The members of the American Chemical Society must be very curious people. For example, a presentation at the most recent national meeting of the ACS addressed the prospects for recovery of gold, silver, copper, vanadium, palladium, and other precious metals that are found in . . . human waste.
According to a BBC report, the ACS presentation concluded, through a study that must have been incredibly disgusting to conduct, that gold is found in waste from American sewage treatment plants at the same levels found in a minimal mineral deposit. A prior study had found that the waste from 1 million Americans includes about $13 million in rare metals, and scientists are evaluating whether an extraction process using certain leaches could be applied to the solid waste produced by waste water treatment plans to see whether the rare metals could be pulled out, presumably cleaned up, and then sold.

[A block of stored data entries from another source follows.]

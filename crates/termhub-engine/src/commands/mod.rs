//! Command validation and per-session sequencing.

pub mod manager;
pub mod policy;

pub use manager::{CommandManager, CommandRequest, CommandStats};
pub use policy::{detect_side_effects, CommandPreprocessor, CommandValidator, Verdict};
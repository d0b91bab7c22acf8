//! Opaque identifiers shared across components.

use serde::{Deserialize, Serialize};
use std::fmt;

/// Identifies one pseudo-terminal/process pair.
///
/// Other components hold a `SessionId`, never the session itself.
#[derive(Debug, Clone, PartialEq, Eq, Hash, PartialOrd, Ord, Serialize, Deserialize)]
#[serde(transparent)]
pub struct SessionId(String);

impl SessionId {
    /// Generate a random session id (16 bytes, hex-encoded).
    pub fn generate() -> Self {
        use rand::Rng;
        let mut rng = rand::thread_rng();
        let bytes: [u8; 16] = rng.gen();
        Self(hex::encode(bytes))
    }

    pub fn as_str(&self) -> &str {
        &self.0
    }
}

impl fmt::Display for SessionId {
    fn fmt(&self, f: &mut fmt::Formatter<'_>) -> fmt::Result {
        f.write_str(&self.0)
    }
}

impl From<&str> for SessionId {
    fn from(s: &str) -> Self {
        Self(s.to_string())
    }
}

impl From<String> for SessionId {
    fn from(s: String) -> Self {
        Self(s)
    }
}
//! Events published on the bus.
//!
//! An [`Event`] is immutable once stamped by the bus. Callers describe what
//! happened with an [`EventDraft`]; the bus assigns the sequence number and
//! timestamp.

use crate::command::{CommandId, CommandStatus};
use crate::context::ContextState;
use crate::error::BridgeError;
use crate::ids::SessionId;
use chrono::{DateTime, Utc};
use serde::{Deserialize, Serialize};
use std::fmt;
use std::str::FromStr;
use std::sync::Arc;

/// Closed set of event kinds.
#[derive(Debug, Clone, Copy, PartialEq, Eq, Hash, PartialOrd, Ord, Serialize, Deserialize)]
#[serde(rename_all = "snake_case")]
pub enum EventKind {
    Output,
    SessionStarted,
    SessionClosed,
    CommandAccepted,
    CommandRejected,
    CommandCompleted,
    ContextUpdated,
    ContextWarning,
    Error,
}

impl EventKind {
    pub const ALL: [EventKind; 9] = [
        EventKind::Output,
        EventKind::SessionStarted,
        EventKind::SessionClosed,
        EventKind::CommandAccepted,
        EventKind::CommandRejected,
        EventKind::CommandCompleted,
        EventKind::ContextUpdated,
        EventKind::ContextWarning,
        EventKind::Error,
    ];

    /// Dotted topic name, e.g. `session.output`.
    pub fn as_str(self) -> &'static str {
        match self {
            EventKind::Output => "session.output",
            EventKind::SessionStarted => "session.started",
            EventKind::SessionClosed => "session.closed",
            EventKind::CommandAccepted => "command.accepted",
            EventKind::CommandRejected => "command.rejected",
            EventKind::CommandCompleted => "command.completed",
            EventKind::ContextUpdated => "context.updated",
            EventKind::ContextWarning => "context.warning",
            EventKind::Error => "error",
        }
    }
}

impl fmt::Display for EventKind {
    fn fmt(&self, f: &mut fmt::Formatter<'_>) -> fmt::Result {
        f.write_str(self.as_str())
    }
}

impl FromStr for EventKind {
    type Err = BridgeError;

    fn from_str(s: &str) -> Result<Self, Self::Err> {
        EventKind::ALL
            .into_iter()
            .find(|k| k.as_str() == s)
            .ok_or_else(|| BridgeError::Other(format!("unknown event kind: {s}")))
    }
}

/// How a session's process ended.
#[derive(Debug, Clone, Copy, PartialEq, Eq, Serialize, Deserialize)]
pub struct ExitInfo {
    pub code: u32,
    pub success: bool,
}

/// Non-fatal failures reported through `Error` events.
#[derive(Debug, Clone, PartialEq, Eq, Serialize, Deserialize)]
#[serde(tag = "kind", rename_all = "snake_case")]
pub enum ErrorKind {
    /// A transcript line was not a JSON object.
    Parse { line: u64 },
    /// A subscriber returned an error or panicked.
    HandlerFault { subscription: u64, event_seq: u64 },
    /// I/O failure inside a reader or watcher.
    Io,
}

#[derive(Debug, Clone, Serialize, Deserialize)]
#[serde(tag = "type", content = "data", rename_all = "snake_case")]
pub enum EventPayload {
    /// Raw process output; chunk boundaries carry no meaning.
    Output { data: Vec<u8>, prompt_detected: bool },
    SessionStarted { command: String, rows: u16, cols: u16 },
    /// `exit` is `None` when the exit status could not be collected.
    SessionClosed { exit: Option<ExitInfo> },
    CommandAccepted { command_id: CommandId, text: String },
    CommandRejected { command_id: CommandId, text: String, reason: String },
    CommandCompleted {
        command_id: CommandId,
        status: CommandStatus,
        duration_ms: Option<i64>,
    },
    ContextUpdated { state: Arc<ContextState> },
    ContextWarning { percentage: f64, token_count: u64, token_limit: u64 },
    Error { error: ErrorKind, message: String },
}

impl EventPayload {
    pub fn kind(&self) -> EventKind {
        match self {
            EventPayload::Output { .. } => EventKind::Output,
            EventPayload::SessionStarted { .. } => EventKind::SessionStarted,
            EventPayload::SessionClosed { .. } => EventKind::SessionClosed,
            EventPayload::CommandAccepted { .. } => EventKind::CommandAccepted,
            EventPayload::CommandRejected { .. } => EventKind::CommandRejected,
            EventPayload::CommandCompleted { .. } => EventKind::CommandCompleted,
            EventPayload::ContextUpdated { .. } => EventKind::ContextUpdated,
            EventPayload::ContextWarning { .. } => EventKind::ContextWarning,
            EventPayload::Error { .. } => EventKind::Error,
        }
    }
}

/// An event as delivered to subscribers.
#[derive(Debug, Clone, Serialize, Deserialize)]
pub struct Event {
    /// Bus-wide, strictly increasing, never reused.
    pub seq: u64,
    pub session_id: SessionId,
    /// Component that published the event (`terminal`, `commands`, ...).
    pub source: String,
    pub timestamp: DateTime<Utc>,
    pub payload: EventPayload,
}

impl Event {
    pub fn kind(&self) -> EventKind {
        self.payload.kind()
    }

    /// Output bytes, if this is an `Output` event.
    pub fn output(&self) -> Option<&[u8]> {
        match &self.payload {
            EventPayload::Output { data, .. } => Some(data),
            _ => None,
        }
    }
}

/// An event before the bus stamps it.
#[derive(Debug, Clone)]
pub struct EventDraft {
    pub session_id: SessionId,
    pub source: String,
    pub payload: EventPayload,
}

impl EventDraft {
    pub fn new(session_id: SessionId, source: impl Into<String>, payload: EventPayload) -> Self {
        Self {
            session_id,
            source: source.into(),
            payload,
        }
    }
}

/// Which events a subscription receives.
#[derive(Debug, Clone, Default, PartialEq, Eq)]
pub struct EventFilter {
    /// `None` is the wildcard.
    pub kind: Option<EventKind>,
    pub session: Option<SessionId>,
}

impl EventFilter {
    pub fn all() -> Self {
        Self::default()
    }

    pub fn kind(kind: EventKind) -> Self {
        Self {
            kind: Some(kind),
            session: None,
        }
    }

    pub fn for_session(mut self, session: SessionId) -> Self {
        self.session = Some(session);
        self
    }

    pub fn matches(&self, event: &Event) -> bool {
        self.kind.map_or(true, |k| k == event.kind())
            && self.session.as_ref().map_or(true, |s| s == &event.session_id)
    }

    /// Key used in `BusStats::subscriber_counts`.
    pub fn key(&self) -> &'static str {
        self.kind.map_or("*", EventKind::as_str)
    }
}

/// Criteria for `EventBus::history`.
#[derive(Debug, Clone, Default)]
pub struct HistoryQuery {
    pub kind: Option<EventKind>,
    pub source: Option<String>,
    pub session: Option<SessionId>,
    /// Return only the most recent `limit` matches.
    pub limit: Option<usize>,
}

impl HistoryQuery {
    pub fn matches(&self, event: &Event) -> bool {
        self.kind.map_or(true, |k| k == event.kind())
            && self.source.as_ref().map_or(true, |s| s == &event.source)
            && self.session.as_ref().map_or(true, |s| s == &event.session_id)
    }
}
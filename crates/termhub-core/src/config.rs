//! Configuration: TOML file sections plus per-session options.

use crate::error::BridgeResult;
use serde::Deserialize;
use std::collections::HashMap;
use std::path::{Path, PathBuf};
use std::time::Duration;
use tracing::info;

/// Top-level config file structure.
#[derive(Debug, Clone, Default, Deserialize)]
pub struct BridgeConfig {
    #[serde(default)]
    pub bus: BusConfig,
    #[serde(default)]
    pub terminal: TerminalConfig,
    #[serde(default)]
    pub commands: CommandPolicy,
    #[serde(default)]
    pub context: ContextConfig,
}

/// `[bus]` section.
#[derive(Debug, Clone, Deserialize)]
pub struct BusConfig {
    #[serde(default = "default_history_limit")]
    pub history_limit: usize,
}

impl Default for BusConfig {
    fn default() -> Self {
        Self {
            history_limit: default_history_limit(),
        }
    }
}

/// `[terminal]` section.
#[derive(Debug, Clone, Deserialize)]
pub struct TerminalConfig {
    #[serde(default = "default_rows")]
    pub default_rows: u16,
    #[serde(default = "default_cols")]
    pub default_cols: u16,
    /// Upper bound on the size of one `Output` event.
    #[serde(default = "default_read_chunk_size")]
    pub read_chunk_size: usize,
    /// Capacity of the reader -> publisher queue.
    #[serde(default = "default_channel_capacity")]
    pub channel_capacity: usize,
    #[serde(default = "default_scrollback_bytes")]
    pub scrollback_bytes: usize,
    #[serde(default = "default_close_timeout_ms")]
    pub close_timeout_ms: u64,
    /// How long `close` lets the process handle SIGHUP before SIGKILL.
    #[serde(default = "default_kill_grace_ms")]
    pub kill_grace_ms: u64,
}

impl TerminalConfig {
    pub fn close_timeout(&self) -> Duration {
        Duration::from_millis(self.close_timeout_ms)
    }

    pub fn kill_grace(&self) -> Duration {
        Duration::from_millis(self.kill_grace_ms)
    }
}

impl Default for TerminalConfig {
    fn default() -> Self {
        Self {
            default_rows: default_rows(),
            default_cols: default_cols(),
            read_chunk_size: default_read_chunk_size(),
            channel_capacity: default_channel_capacity(),
            scrollback_bytes: default_scrollback_bytes(),
            close_timeout_ms: default_close_timeout_ms(),
            kill_grace_ms: default_kill_grace_ms(),
        }
    }
}

/// `[commands]` section: what `CommandManager::submit` accepts.
#[derive(Debug, Clone, Deserialize)]
pub struct CommandPolicy {
    #[serde(default = "default_max_length")]
    pub max_length: usize,
    /// Regexes checked in addition to the built-in forbidden patterns.
    #[serde(default)]
    pub blocked_patterns: Vec<String>,
    #[serde(default = "default_true")]
    pub require_session_running: bool,
    /// Forward commands without waiting for the previous one to complete.
    #[serde(default)]
    pub allow_pipelining: bool,
    /// Terminate each forwarded command with `\n`.
    #[serde(default = "default_true")]
    pub append_newline: bool,
    /// Per-session history cap; 0 keeps everything.
    #[serde(default)]
    pub history_limit: usize,
}

impl Default for CommandPolicy {
    fn default() -> Self {
        Self {
            max_length: default_max_length(),
            blocked_patterns: Vec::new(),
            require_session_running: true,
            allow_pipelining: false,
            append_newline: true,
            history_limit: 0,
        }
    }
}

/// `[context]` section.
#[derive(Debug, Clone, Deserialize)]
pub struct ContextConfig {
    #[serde(default = "default_poll_interval_ms")]
    pub poll_interval_ms: u64,
    #[serde(default = "default_token_limit")]
    pub token_limit: u64,
    /// Percentage at which a `ContextWarning` is published.
    #[serde(default = "default_warning_threshold")]
    pub warning_threshold: f64,
    /// Token estimate for each file the tool reads.
    #[serde(default = "default_file_tokens")]
    pub default_file_tokens: u64,
    #[serde(default = "default_snapshot_history")]
    pub snapshot_history: usize,
}

impl ContextConfig {
    pub fn poll_interval(&self) -> Duration {
        Duration::from_millis(self.poll_interval_ms)
    }
}

impl Default for ContextConfig {
    fn default() -> Self {
        Self {
            poll_interval_ms: default_poll_interval_ms(),
            token_limit: default_token_limit(),
            warning_threshold: default_warning_threshold(),
            default_file_tokens: default_file_tokens(),
            snapshot_history: default_snapshot_history(),
        }
    }
}

fn default_history_limit() -> usize {
    1000
}
fn default_rows() -> u16 {
    24
}
fn default_cols() -> u16 {
    80
}
fn default_read_chunk_size() -> usize {
    8192
}
fn default_channel_capacity() -> usize {
    64
}
fn default_scrollback_bytes() -> usize {
    256 * 1024
}
fn default_close_timeout_ms() -> u64 {
    2000
}
fn default_kill_grace_ms() -> u64 {
    500
}
fn default_max_length() -> usize {
    10_000
}
fn default_poll_interval_ms() -> u64 {
    250
}
fn default_token_limit() -> u64 {
    200_000
}
fn default_warning_threshold() -> f64 {
    90.0
}
fn default_file_tokens() -> u64 {
    1000
}
fn default_snapshot_history() -> usize {
    100
}
fn default_true() -> bool {
    true
}

impl BridgeConfig {
    /// Parse configuration from TOML text.
    pub fn from_toml_str(content: &str) -> BridgeResult<Self> {
        Ok(toml::from_str(content)?)
    }

    /// Load configuration from a TOML file. A missing file yields defaults.
    pub fn load(path: &Path) -> BridgeResult<Self> {
        let expanded = expand_tilde(path);
        if !expanded.exists() {
            info!(path = %expanded.display(), "config file not found, using defaults");
            return Ok(Self::default());
        }
        info!(path = %expanded.display(), "loading config file");
        let content = std::fs::read_to_string(&expanded)?;
        Self::from_toml_str(&content)
    }
}

/// Options for opening one session.
#[derive(Debug, Clone, Default, Deserialize)]
pub struct SessionConfig {
    /// Command line to run; the user's shell when absent.
    #[serde(default)]
    pub shell_command: Option<String>,
    #[serde(default)]
    pub working_directory: Option<PathBuf>,
    /// Falls back to `[terminal] default_rows` when absent.
    #[serde(default)]
    pub rows: Option<u16>,
    #[serde(default)]
    pub cols: Option<u16>,
    #[serde(default)]
    pub env: HashMap<String, String>,
}

impl SessionConfig {
    pub fn command(command: impl Into<String>) -> Self {
        Self {
            shell_command: Some(command.into()),
            ..Default::default()
        }
    }
}

/// Expand `~` to the user's home directory.
pub fn expand_tilde(path: &Path) -> PathBuf {
    let s = path.to_string_lossy();
    if let Some(rest) = s.strip_prefix("~/") {
        if let Some(home) = dirs::home_dir() {
            return home.join(rest);
        }
    }
    path.to_path_buf()
}
//! Matrix scanner.

use embedded_hal::digital::{InputPin, OutputPin};

use crate::layout::{key_at, COLS, ROWS};

/// Scanner for a 4×4 matrix keypad.
///
/// Owns four row output pins (idle high) and four column input pins
/// (externally or internally pulled up). Scanning drives one row low at a
/// time and reads the columns; a low column identifies the pressed key.
///
/// The scanner reports *level*, not edges: while a key is held, every scan
/// returns it. Callers poll periodically and turn level changes into
/// events; no method here ever busy-waits for a release.
///
/// # Example
///
/// ```ignore
/// use keypad_matrix::MatrixKeypad;
///
/// let mut keypad = MatrixKeypad::new(rows, cols)?;
/// loop {
///     if let Some(key) = keypad.scan()? {
///         // handle the held key
///     }
///     // sleep one poll period
/// }
/// ```
pub struct MatrixKeypad<O, I> {
    rows: [O; ROWS],
    cols: [I; COLS],
}

impl<O, I> MatrixKeypad<O, I>
where
    O: OutputPin,
    I: InputPin<Error = O::Error>,
{
    /// Create a scanner and park all rows high (inactive).
    ///
    /// # Arguments
    /// * `rows` — Row output pins, top row first.
    /// * `cols` — Column input pins, leftmost column first. Must be pulled
    ///   up so an idle column reads high.
    ///
    /// # Errors
    /// Propagates the first pin error while parking the rows. On GPIO
    /// hardware the pin error type is typically `Infallible`.
    pub fn new(rows: [O; ROWS], cols: [I; COLS]) -> Result<Self, O::Error> {
        let mut keypad = Self { rows, cols };
        for row in &mut keypad.rows {
            row.set_high()?;
        }
        Ok(keypad)
    }

    /// Walk all rows once and report the key currently held, if any.
    ///
    /// Rows are scanned top to bottom and the first pressed key wins;
    /// simultaneous presses in later rows are not reported. Each row is
    /// restored high before the next is driven, so the matrix is left
    /// inactive when the scan returns.
    ///
    /// # Errors
    /// Propagates the first pin error. The active row is restored high
    /// before a column-read error is returned.
    pub fn scan(&mut self) -> Result<Option<char>, O::Error> {
        for row_idx in 0..ROWS {
            self.rows[row_idx].set_low()?;
            let pressed = Self::pressed_column(&mut self.cols);
            self.rows[row_idx].set_high()?;

            if let Some(col_idx) = pressed? {
                return Ok(key_at(row_idx, col_idx));
            }
        }
        Ok(None)
    }

    /// Index of the first low column, if any.
    fn pressed_column(cols: &mut [I; COLS]) -> Result<Option<usize>, I::Error> {
        for (col_idx, col) in cols.iter_mut().enumerate() {
            if col.is_low()? {
                return Ok(Some(col_idx));
            }
        }
        Ok(None)
    }
}

// ── Unit Tests ───────────────────────────────────────────────────────

#[cfg(test)]
mod tests {
    use super::*;
    use core::cell::Cell;
    use core::convert::Infallible;
    use embedded_hal::digital::ErrorType;

    /// Simulated electrical state of the matrix: which row the scanner is
    /// currently driving low, and which key (row, col) is physically held.
    struct Harness {
        driven_row: Cell<Option<usize>>,
        pressed: Cell<Option<(usize, usize)>>,
    }

    impl Harness {
        fn new() -> Self {
            Self {
                driven_row: Cell::new(None),
                pressed: Cell::new(None),
            }
        }
    }

    struct RowPin<'a> {
        idx: usize,
        harness: &'a Harness,
    }

    impl ErrorType for RowPin<'_> {
        type Error = Infallible;
    }

    impl OutputPin for RowPin<'_> {
        fn set_low(&mut self) -> Result<(), Infallible> {
            self.harness.driven_row.set(Some(self.idx));
            Ok(())
        }

        fn set_high(&mut self) -> Result<(), Infallible> {
            if self.harness.driven_row.get() == Some(self.idx) {
                self.harness.driven_row.set(None);
            }
            Ok(())
        }
    }

    struct ColPin<'a> {
        idx: usize,
        harness: &'a Harness,
    }

    impl ErrorType for ColPin<'_> {
        type Error = Infallible;
    }

    impl InputPin for ColPin<'_> {
        fn is_high(&mut self) -> Result<bool, Infallible> {
            Ok(!self.is_low()?)
        }

        // A column reads low iff the held key's row is the one being driven.
        fn is_low(&mut self) -> Result<bool, Infallible> {
            Ok(
                match (self.harness.driven_row.get(), self.harness.pressed.get()) {
                    (Some(driven), Some((row, col))) => driven == row && col == self.idx,
                    _ => false,
                },
            )
        }
    }

    fn keypad(harness: &Harness) -> MatrixKeypad<RowPin<'_>, ColPin<'_>> {
        let rows = core::array::from_fn(|idx| RowPin { idx, harness });
        let cols = core::array::from_fn(|idx| ColPin { idx, harness });
        MatrixKeypad::new(rows, cols).unwrap()
    }

    #[test]
    fn idle_matrix_scans_to_none() {
        let harness = Harness::new();
        let mut keypad = keypad(&harness);
        assert_eq!(keypad.scan().unwrap(), None);
    }

    #[test]
    fn held_key_is_reported_at_its_intersection() {
        let harness = Harness::new();
        let mut keypad = keypad(&harness);

        harness.pressed.set(Some((1, 2)));
        assert_eq!(keypad.scan().unwrap(), Some('6'));
    }

    #[test]
    fn every_position_scans_to_its_layout_key() {
        let harness = Harness::new();
        let mut keypad = keypad(&harness);

        for row in 0..ROWS {
            for col in 0..COLS {
                harness.pressed.set(Some((row, col)));
                assert_eq!(keypad.scan().unwrap(), key_at(row, col));
            }
        }
    }

    #[test]
    fn scan_is_level_based_until_release() {
        let harness = Harness::new();
        let mut keypad = keypad(&harness);

        harness.pressed.set(Some((3, 3)));
        assert_eq!(keypad.scan().unwrap(), Some('D'));
        assert_eq!(keypad.scan().unwrap(), Some('D'));

        harness.pressed.set(None);
        assert_eq!(keypad.scan().unwrap(), None);
    }

    #[test]
    fn scan_leaves_no_row_driven() {
        let harness = Harness::new();
        let mut keypad = keypad(&harness);

        harness.pressed.set(Some((2, 0)));
        keypad.scan().unwrap();
        assert_eq!(harness.driven_row.get(), None);
    }
}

The concept of extracting metals from solid waste is similar to the notion of “mining” metals from landfills and waste dumps. Some experts estimate that landfills contain billions of dollars in metals, if they could just figure out an economical way to separate the metals from the disposable diapers and other vile items that have American landfills filled to the brim. Already some “landfill mining” operations are underway.
Metals, if improperly disposed of, can be environmentally damaging, so I’m all in favor of any process that results in more complete recycling — even if it means sifting through smelly tons of human waste. The BBC story about the ACS presentation left unanswered my central question about this issue, however: how in the world does gold and vanadium get into the human digestive system, and its end product, in the first place?